━━ Supplied information ━━
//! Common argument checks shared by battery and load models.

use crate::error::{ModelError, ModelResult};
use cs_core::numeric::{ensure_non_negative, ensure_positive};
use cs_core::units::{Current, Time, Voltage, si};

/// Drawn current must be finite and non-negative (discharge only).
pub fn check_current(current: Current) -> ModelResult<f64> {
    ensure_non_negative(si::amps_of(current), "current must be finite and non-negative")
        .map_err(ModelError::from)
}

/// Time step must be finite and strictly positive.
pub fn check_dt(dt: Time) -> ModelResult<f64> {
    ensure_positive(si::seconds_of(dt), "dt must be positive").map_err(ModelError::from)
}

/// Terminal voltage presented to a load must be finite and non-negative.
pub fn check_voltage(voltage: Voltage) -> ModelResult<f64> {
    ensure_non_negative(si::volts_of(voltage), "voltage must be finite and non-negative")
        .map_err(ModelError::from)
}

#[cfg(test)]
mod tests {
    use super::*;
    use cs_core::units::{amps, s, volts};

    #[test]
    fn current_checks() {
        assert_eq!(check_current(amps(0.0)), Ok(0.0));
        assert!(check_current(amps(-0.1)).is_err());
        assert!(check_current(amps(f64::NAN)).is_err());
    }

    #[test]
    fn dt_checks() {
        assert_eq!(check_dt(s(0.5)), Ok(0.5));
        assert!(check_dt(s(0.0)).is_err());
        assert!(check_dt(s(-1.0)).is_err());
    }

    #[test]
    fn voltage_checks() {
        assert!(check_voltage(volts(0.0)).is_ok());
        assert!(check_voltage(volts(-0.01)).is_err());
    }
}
━━━
Problem details.
All that is wanted is the set of lines from the one with "assert!(check_voltage(volts(0.0)).is_ok());" through the last line of the entries, both included, output exactly.

Answer to the problem.
        assert!(check_voltage(volts(0.0)).is_ok());
        assert!(check_voltage(volts(-0.01)).is_err());
    }
}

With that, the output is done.